Task item:
Write out, unaltered, each line from the top of the records below down to the line where "the rule code" appears, that line included.

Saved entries
• • • • •

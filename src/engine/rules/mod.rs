//! Rule system for account evaluation.
//!
//! Each rule is a separate module with a consistent interface. Rules are
//! identified by codes like SEC-001, IAM-004, COST-002. Rules are pure
//! functions of `(ResourceDescriptor, RuleContext)`: no shared state, no
//! side effects, so execution order never affects the finding set and a
//! rule can be added by creating a module and one registry line.

mod cost_001;
mod cost_002;
mod cost_003;
mod cost_004;
mod cost_005;
mod cost_006;
mod iam_001;
mod iam_002;
mod iam_003;
mod iam_004;
mod iam_005;
mod iam_006;
mod iam_007;
mod iam_008;
mod perf_001;
mod rds_001;
mod rds_002;
mod s3_001;
mod s3_002;
mod s3_003;
mod sec_001;
mod sec_002;
mod sec_003;

use once_cell::sync::Lazy;

use crate::engine::context::RuleContext;
use crate::engine::descriptor::{MissingAttribute, ResourceDescriptor, ResourceType};
use crate::engine::types::{Category, Finding, Severity};

// ============================================================================
// Rule Trait
// ============================================================================

/// Trait for account evaluation rules.
pub trait Rule: Send + Sync {
    /// Get the rule code (e.g., "SEC-001").
    fn code(&self) -> &'static str;

    /// Get the human-readable rule name (e.g., "open-sensitive-port").
    fn name(&self) -> &'static str;

    /// Get the rule category.
    fn category(&self) -> Category;

    /// Get the default severity this rule assigns.
    fn default_severity(&self) -> Severity;

    /// Resource types this rule applies to.
    fn resource_types(&self) -> &'static [ResourceType];

    /// Descriptor attribute keys the rule reads. The normalizer is expected
    /// to populate these whenever the upstream data allows it.
    fn required_attrs(&self) -> &'static [&'static str];

    /// Evaluate one resource. A missing required attribute is a skip, not
    /// a failure: the engine counts it and moves on.
    fn check(
        &self,
        resource: &ResourceDescriptor,
        ctx: &RuleContext,
    ) -> Result<Vec<Finding>, MissingAttribute>;

    /// Whether the rule applies to a resource type.
    fn applies_to(&self, resource_type: ResourceType) -> bool {
        self.resource_types().contains(&resource_type)
    }
}

// ============================================================================
// Rule Codes
// ============================================================================

/// Rule code constants.
pub mod codes {
    pub const OPEN_SENSITIVE_PORT: &str = "SEC-001";
    pub const OPEN_PORT: &str = "SEC-002";
    pub const OPEN_ALL_PORTS: &str = "SEC-003";
    pub const ADMIN_POLICY: &str = "IAM-001";
    pub const WILDCARD_ACTION: &str = "IAM-002";
    pub const WILDCARD_RESOURCE: &str = "IAM-003";
    pub const PRIVILEGE_ESCALATION: &str = "IAM-004";
    pub const CONSOLE_USER_WITHOUT_MFA: &str = "IAM-005";
    pub const STALE_ACCESS_KEY: &str = "IAM-006";
    pub const ROOT_ACCESS_KEY: &str = "IAM-007";
    pub const OPEN_TRUST_POLICY: &str = "IAM-008";
    pub const PUBLIC_UNENCRYPTED_BUCKET: &str = "S3-001";
    pub const PUBLIC_BUCKET: &str = "S3-002";
    pub const UNENCRYPTED_BUCKET: &str = "S3-003";
    pub const PUBLIC_DB_INSTANCE: &str = "RDS-001";
    pub const UNENCRYPTED_DB_STORAGE: &str = "RDS-002";
    pub const UNATTACHED_VOLUME: &str = "COST-001";
    pub const UNUSED_ELASTIC_IP: &str = "COST-002";
    pub const STOPPED_INSTANCE: &str = "COST-003";
    pub const ORPHANED_SNAPSHOT: &str = "COST-004";
    pub const IDLE_INSTANCE: &str = "COST-005";
    pub const MISSING_COST_TAGS: &str = "COST-006";
    pub const OVERLOADED_INSTANCE: &str = "PERF-001";
}

// ============================================================================
// Rule Registry
// ============================================================================

/// Get all registered rules.
pub fn all_rules() -> Vec<Box<dyn Rule>> {
    vec![
        Box::new(sec_001::OpenSensitivePortRule),
        Box::new(sec_002::OpenPortRule),
        Box::new(sec_003::OpenAllPortsRule),
        Box::new(iam_001::AdminPolicyRule),
        Box::new(iam_002::WildcardActionRule),
        Box::new(iam_003::WildcardResourceRule),
        Box::new(iam_004::PrivilegeEscalationRule),
        Box::new(iam_005::ConsoleUserWithoutMfaRule),
        Box::new(iam_006::StaleAccessKeyRule),
        Box::new(iam_007::RootAccessKeyRule),
        Box::new(iam_008::OpenTrustPolicyRule),
        Box::new(s3_001::PublicUnencryptedBucketRule),
        Box::new(s3_002::PublicBucketRule),
        Box::new(s3_003::UnencryptedBucketRule),
        Box::new(rds_001::PublicDbInstanceRule),
        Box::new(rds_002::UnencryptedDbStorageRule),
        Box::new(cost_001::UnattachedVolumeRule),
        Box::new(cost_002::UnusedElasticIpRule),
        Box::new(cost_003::StoppedInstanceRule),
        Box::new(cost_004::OrphanedSnapshotRule),
        Box::new(cost_005::IdleInstanceRule),
        Box::new(cost_006::MissingCostTagsRule),
        Box::new(perf_001::OverloadedInstanceRule),
    ]
}

/// Get the rules belonging to any of the given categories.
pub fn rules_in_categories(categories: &[Category]) -> Vec<Box<dyn Rule>> {
    all_rules()
        .into_iter()
        .filter(|r| categories.contains(&r.category()))
        .collect()
}

/// Rule definition for documentation/introspection.
#[derive(Debug, Clone)]
pub struct RuleDefinition {
    pub code: &'static str,
    pub name: &'static str,
    pub category: Category,
    pub default_severity: Severity,
    pub resource_types: &'static [ResourceType],
}

static DEFINITIONS: Lazy<Vec<RuleDefinition>> = Lazy::new(|| {
    all_rules()
        .iter()
        .map(|r| RuleDefinition {
            code: r.code(),
            name: r.name(),
            category: r.category(),
            default_severity: r.default_severity(),
            resource_types: r.resource_types(),
        })
        .collect()
});

/// Get rule definitions for the `rules` subcommand and docs.
pub fn rule_definitions() -> &'static [RuleDefinition] {
    &DEFINITIONS
}

#[cfg(test)]
pub(crate) mod testutil {
    use crate::engine::descriptor::{
        IngressRule, PolicyStatement, ResourceDescriptor, ResourceType,
    };

    /// Security group descriptor with one ingress rule.
    pub fn sg_with_ingress(id: &str, rules: Vec<IngressRule>) -> ResourceDescriptor {
        let is_public = rules.iter().any(|r| r.public);
        ResourceDescriptor::new(ResourceType::SecurityGroup, id)
            .attr("ingress", crate::engine::descriptor::AttrValue::Ingress(rules))
            .attr("is_public", is_public)
    }

    pub fn ingress(protocol: &str, from: u16, to: u16, cidr: &str) -> IngressRule {
        IngressRule {
            protocol: protocol.to_string(),
            from_port: Some(from),
            to_port: Some(to),
            cidr: cidr.to_string(),
            public: cidr == "0.0.0.0/0" || cidr == "::/0",
        }
    }

    /// Policy descriptor from statements.
    pub fn policy_with_statements(id: &str, stmts: Vec<PolicyStatement>) -> ResourceDescriptor {
        let has_wildcard_action = stmts.iter().any(|s| s.is_allow() && s.has_wildcard_action());
        let has_wildcard_resource = stmts
            .iter()
            .any(|s| s.is_allow() && s.has_wildcard_resource());
        ResourceDescriptor::new(ResourceType::Policy, id)
            .attr(
                "statements",
                crate::engine::descriptor::AttrValue::Statements(stmts),
            )
            .attr("has_wildcard_action", has_wildcard_action)
            .attr("has_wildcard_resource", has_wildcard_resource)
    }

    pub fn allow(actions: &[&str], resources: &[&str]) -> PolicyStatement {
        PolicyStatement {
            effect: "Allow".to_string(),
            actions: actions.iter().map(|s| s.to_string()).collect(),
            resources: resources.iter().map(|s| s.to_string()).collect(),
            has_condition: false,
        }
    }
}
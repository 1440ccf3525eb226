//! Shared plumbing for the report-producing commands: snapshot loading,
//! table/JSON rendering and output-file handling.

use std::fs;
use std::path::{Path, PathBuf};

use colored::*;

use crate::cli::OutputFormat;
use crate::engine::aggregate::Report;
use crate::engine::types::Severity;
use crate::error::{CloudAuditError, Result};
use crate::normalize::AccountSnapshot;

/// Read and parse a snapshot file.
pub fn load_snapshot(path: &Path) -> Result<AccountSnapshot> {
    let content = fs::read_to_string(path).map_err(|e| {
        CloudAuditError::Snapshot(format!("cannot read {}: {e}", path.display()))
    })?;
    AccountSnapshot::from_json(&content).map_err(|e| {
        CloudAuditError::Snapshot(format!("cannot parse {}: {e}", path.display()))
    })
}

fn severity_label(severity: Severity) -> ColoredString {
    match severity {
        Severity::Critical => "CRITICAL".red().bold(),
        Severity::High => "HIGH".red(),
        Severity::Medium => "MEDIUM".yellow(),
        Severity::Low => "LOW".blue(),
    }
}

/// Render a report as a human-readable table.
pub fn render_table(title: &str, report: &Report) -> String {
    let mut out = String::new();
    out.push_str(&format!("\n{}\n", title.bold()));
    out.push_str(&format!("{}\n", "=".repeat(72)));

    if report.findings.is_empty() {
        out.push_str(&format!("\n{}\n", "No findings.".green()));
    } else {
        for finding in &report.findings {
            out.push_str(&format!(
                "\n[{}] {} {} ({})\n",
                severity_label(finding.severity),
                finding.rule_id.as_str().bold(),
                finding.title,
                finding.resource_type,
            ));
            for reason in &finding.rationale {
                out.push_str(&format!("    - {reason}\n"));
            }
            if let Some(impact) = finding.estimated_monthly_impact {
                out.push_str(&format!(
                    "    {} ${impact:.2}/month\n",
                    "estimated impact:".cyan()
                ));
            }
            out.push_str(&format!("    fix: {}\n", finding.recommendation));
        }
    }

    let summary = &report.summary;
    out.push_str(&format!("\n{}\n", "-".repeat(72)));
    out.push_str(&format!(
        "Findings: {}  (skipped rule executions: {})\n",
        summary.total_findings, summary.rules_skipped
    ));
    for (severity, count) in &summary.by_severity {
        out.push_str(&format!("  {}: {count}\n", severity_label(*severity)));
    }
    if summary.total_monthly_impact > 0.0 {
        out.push_str(&format!(
            "Estimated waste: ${:.2}/month (${:.2}/year)\n",
            summary.total_monthly_impact, summary.total_annual_impact
        ));
    }

    if !report.top_recommendations.is_empty() {
        out.push_str(&format!("\n{}\n", "Top recommendations".bold()));
        for (i, rec) in report.top_recommendations.iter().enumerate() {
            out.push_str(&format!("  {}. {rec}\n", i + 1));
        }
    }
    out
}

/// Format a report and either print it or save it to a file.
pub fn emit_report(
    title: &str,
    report: &Report,
    format: OutputFormat,
    output: Option<&PathBuf>,
) -> Result<()> {
    let rendered = match format {
        OutputFormat::Table => render_table(title, report),
        OutputFormat::Json => serde_json::to_string_pretty(report)?,
    };
    match output {
        Some(path) => {
            fs::write(path, rendered)?;
            println!("Report saved to: {}", path.display());
        }
        None => println!("{rendered}"),
    }
    Ok(())
}
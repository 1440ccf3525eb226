//! Handler for the `overview` command.

use std::path::PathBuf;

use crate::cli::OutputFormat;
use crate::engine::context::RuleContext;
use crate::error::Result;
use crate::facade::account_overview;
use crate::handlers::utils::{emit_report, load_snapshot};

pub fn handle_overview(
    snapshot_path: PathBuf,
    format: OutputFormat,
    output: Option<PathBuf>,
    ctx: &RuleContext,
) -> Result<()> {
    let snapshot = load_snapshot(&snapshot_path)?;
    let report = account_overview(&snapshot, ctx)?;
    emit_report("Account Overview", &report, format, output.as_ref())
}
// ============================================================================
// Security groups
// ============================================================================

#[derive(Debug, Clone, Deserialize)]
#[serde(rename_all = "PascalCase")]
pub struct RawSecurityGroup {
    pub group_id: String,
    #[serde(default)]
    pub group_name: Option<String>,
    #[serde(default)]
    pub ip_permissions: Vec<RawIpPermission>,
    #[serde(default)]
    pub tags: Vec<RawTag>,
}

#[derive(Debug, Clone, Deserialize)]
#[serde(rename_all = "PascalCase")]
pub struct RawIpPermission {
    pub ip_protocol: String,
    /// -1 in the raw shape means "all ports" for ICMP-style entries.
    #[serde(default)]
    pub from_port: Option<i64>,
    #[serde(default)]
    pub to_port: Option<i64>,
    #[serde(default)]
    pub ip_ranges: Vec<RawIpRange>,
    #[serde(default)]
    pub ipv6_ranges: Vec<RawIpv6Range>,
}

#[derive(Debug, Clone, Deserialize)]
#[serde(rename_all = "PascalCase")]
pub struct RawIpRange {
    pub cidr_ip: String,
}

#[derive(Debug, Clone, Deserialize)]
#[serde(rename_all = "PascalCase")]
pub struct RawIpv6Range {
    pub cidr_ipv6: String,
}

fn port_u16(raw: Option<i64>) -> Option<u16> {
    raw.and_then(|p| u16::try_from(p).ok())
}

fn is_world_cidr(cidr: &str) -> bool {
    cidr == "0.0.0.0/0" || cidr == "::/0"
}

/// Flatten one `IpPermissions` entry into per-CIDR ingress rules.
fn flatten_permission(perm: &RawIpPermission) -> Vec<IngressRule> {
    let cidrs = perm
        .ip_ranges
        .iter()
        .map(|r| r.cidr_ip.as_str())
        .chain(perm.ipv6_ranges.iter().map(|r| r.cidr_ipv6.as_str()));
    cidrs
        .map(|cidr| IngressRule {
            protocol: perm.ip_protocol.clone(),
            from_port: port_u16(perm.from_port),
            to_port: port_u16(perm.to_port),
            cidr: cidr.to_string(),
            public: is_world_cidr(cidr),
        })
        .collect()
}

pub fn normalize_security_groups(groups: &[RawSecurityGroup]) -> Vec<ResourceDescriptor> {
    groups
        .iter()
        .map(|group| {
            let ingress: Vec<IngressRule> = group
                .ip_permissions
                .iter()
                .flat_map(flatten_permission)
                .collect();
            let is_public = ingress.iter().any(|rule| rule.public);
            let mut descriptor =
                ResourceDescriptor::new(ResourceType::SecurityGroup, group.group_id.clone())
                    .attr(
                        "ingress",
                        crate::engine::descriptor::AttrValue::Ingress(ingress),
                    )
                    .attr("is_public", is_public)
                    .attr_opt("group_name", group.group_name.clone());
            descriptor.tags = tags_to_map(&group.tags);
            descriptor
        })
        .collect()
}

// ============================================================================
// Instances
// ============================================================================

#[derive(Debug, Clone, Deserialize)]
#[serde(rename_all = "PascalCase")]
pub struct RawInstance {
    pub instance_id: String,
    #[serde(default)]
    pub instance_type: Option<String>,
    #[serde(default)]
    pub state: Option<RawInstanceState>,
    #[serde(default)]
    pub launch_time: Option<DateTime<Utc>>,
    #[serde(default)]
    pub tags: Vec<RawTag>,
}
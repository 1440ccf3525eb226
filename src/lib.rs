//! # CloudAudit CLI
//!
//! A Rust-based command-line application that evaluates exported AWS account
//! snapshots against a catalog of security, compliance, cost and performance
//! rules, producing a severity-ranked report with estimated monthly savings.
//!
//! ## Features
//!
//! - **Snapshot Normalization**: Folds raw AWS API shapes into a canonical
//!   per-resource descriptor model
//! - **Rule Catalog**: Security group exposure, IAM risk, S3/RDS posture,
//!   zombie-resource cost rules, all pure and independently testable
//! - **Deterministic Reports**: Findings sorted by severity then impact,
//!   deduplicated, with recomputed summaries on merge
//! - **Offline by Design**: Never talks to AWS; consumes snapshots produced
//!   by your inventory tooling
//!
//! ## Example
//!
//! ```rust,no_run
//! use cloudaudit_cli::engine::RuleContext;
//! use cloudaudit_cli::facade::account_overview;
//! use cloudaudit_cli::normalize::AccountSnapshot;
//!
//! # fn main() -> Result<(), Box<dyn std::error::Error>> {
//! let json = std::fs::read_to_string("snapshot.json")?;
//! let snapshot = AccountSnapshot::from_json(&json)?;
//! let report = account_overview(&snapshot, &RuleContext::default())?;
//! println!("{} findings", report.summary.total_findings);
//! # Ok(())
//! # }
//! ```

pub mod cli;
pub mod config;
pub mod engine;
pub mod error;
pub mod facade;
pub mod handlers;
pub mod normalize;

// Re-export commonly used types and functions
pub use engine::{Report, RuleContext, Severity};
pub use error::{CloudAuditError, Result};
pub use facade::{account_overview, audit_security, diagnose_issue, optimize_costs};
pub use normalize::AccountSnapshot;

use cli::Commands;

/// The current version of the CLI tool
pub const VERSION: &str = env!("CARGO_PKG_VERSION");

/// Dispatch a parsed CLI command.
pub fn run_command(command: Commands, ctx: &RuleContext) -> Result<()> {
    match command {
        Commands::Audit {
            snapshot,
            format,
            output,
            fail_on_findings,
        } => handlers::handle_audit(snapshot, format, output, fail_on_findings, ctx),
        Commands::Optimize {
            snapshot,
            format,
            output,
        } => handlers::handle_optimize(snapshot, format, output, ctx),
        Commands::Diagnose {
            snapshot,
            target,
            format,
            output,
        } => handlers::handle_diagnose(snapshot, target, format, output, ctx),
        Commands::Overview {
            snapshot,
            format,
            output,
        } => handlers::handle_overview(snapshot, format, output, ctx),
        Commands::Rules { category, format } => handlers::handle_rules(category, format),
    }
}
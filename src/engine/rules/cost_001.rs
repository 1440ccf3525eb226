//! COST-001: unattached-volume
//!
//! EBS volumes in the `available` state bill for storage with nothing
//! using them.

use super::{Rule, codes};
use crate::engine::context::RuleContext;
use crate::engine::descriptor::{MissingAttribute, ResourceDescriptor, ResourceType};
use crate::engine::types::{Category, Finding, Severity};

pub struct UnattachedVolumeRule;

impl Rule for UnattachedVolumeRule {
    fn code(&self) -> &'static str {
        codes::UNATTACHED_VOLUME
    }

    fn name(&self) -> &'static str {
        "unattached-volume"
    }

    fn category(&self) -> Category {
        Category::Cost
    }

    fn default_severity(&self) -> Severity {
        Severity::Medium
    }

    fn resource_types(&self) -> &'static [ResourceType] {
        &[ResourceType::Volume]
    }

    fn required_attrs(&self) -> &'static [&'static str] {
        &["attached", "size_gb", "monthly_cost"]
    }

    fn check(
        &self,
        resource: &ResourceDescriptor,
        _ctx: &RuleContext,
    ) -> Result<Vec<Finding>, MissingAttribute> {
        if resource.require_bool("attached")? {
            return Ok(Vec::new());
        }
        let size_gb = resource.require_int("size_gb")?;
        let monthly_cost = resource.require_float("monthly_cost")?;

        Ok(vec![
            Finding::new(
                self.code(),
                resource.resource_type,
                resource.resource_id.clone(),
                self.default_severity(),
                self.category(),
                format!(
                    "Volume '{}' is not attached to any instance",
                    resource.resource_id
                ),
                "Snapshot the volume if its data matters, then delete it.",
            )
            .with_rationale(format!("{} GB billing while unattached", size_gb))
            .with_impact(monthly_cost),
        ])
    }
}

#[cfg(test)]
mod tests {
    use super::*;

    fn volume(attached: bool) -> ResourceDescriptor {
        ResourceDescriptor::new(ResourceType::Volume, "vol-1")
            .attr("attached", attached)
            .attr("size_gb", 100i64)
            .attr("monthly_cost", 10.0)
    }

    #[test]
    fn test_unattached_volume_priced() {
        let findings = UnattachedVolumeRule
            .check(&volume(false), &RuleContext::default())
            .unwrap();
        assert_eq!(findings.len(), 1);
        assert_eq!(findings[0].severity, Severity::Medium);
        assert_eq!(findings[0].estimated_monthly_impact, Some(10.0));
    }

    #[test]
    fn test_attached_volume_is_clean() {
        assert!(
            UnattachedVolumeRule
                .check(&volume(true), &RuleContext::default())
                .unwrap()
                .is_empty()
        );
    }

    #[test]
    fn test_unknown_size_skips() {
        let v = ResourceDescriptor::new(ResourceType::Volume, "vol-1").attr("attached", false);
        assert!(UnattachedVolumeRule.check(&v, &RuleContext::default()).is_err());
    }
}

• • • • •

Answer section:
filename src/engine/rules/mod.rs
//! Rule system for account evaluation.
//!
//! Each rule is a separate module with a consistent interface. Rules are
//! identified by codes like SEC-001, IAM-004, COST-002. Rules are pure
//! functions of `(ResourceDescriptor, RuleContext)`: no shared state, no
//! side effects, so execution order never affects the finding set and a
//! rule can be added by creating a module and one registry line.

mod cost_001;
mod cost_002;
mod cost_003;
mod cost_004;
mod cost_005;
mod cost_006;
mod iam_001;
mod iam_002;
mod iam_003;
mod iam_004;
mod iam_005;
mod iam_006;
mod iam_007;
mod iam_008;
mod perf_001;
mod rds_001;
mod rds_002;
mod s3_001;
mod s3_002;
mod s3_003;
mod sec_001;
mod sec_002;
mod sec_003;

use once_cell::sync::Lazy;

use crate::engine::context::RuleContext;
use crate::engine::descriptor::{MissingAttribute, ResourceDescriptor, ResourceType};
use crate::engine::types::{Category, Finding, Severity};

// ============================================================================
// Rule Trait
// ============================================================================

/// Trait for account evaluation rules.
pub trait Rule: Send + Sync {
    /// Get the rule code (e.g., "SEC-001").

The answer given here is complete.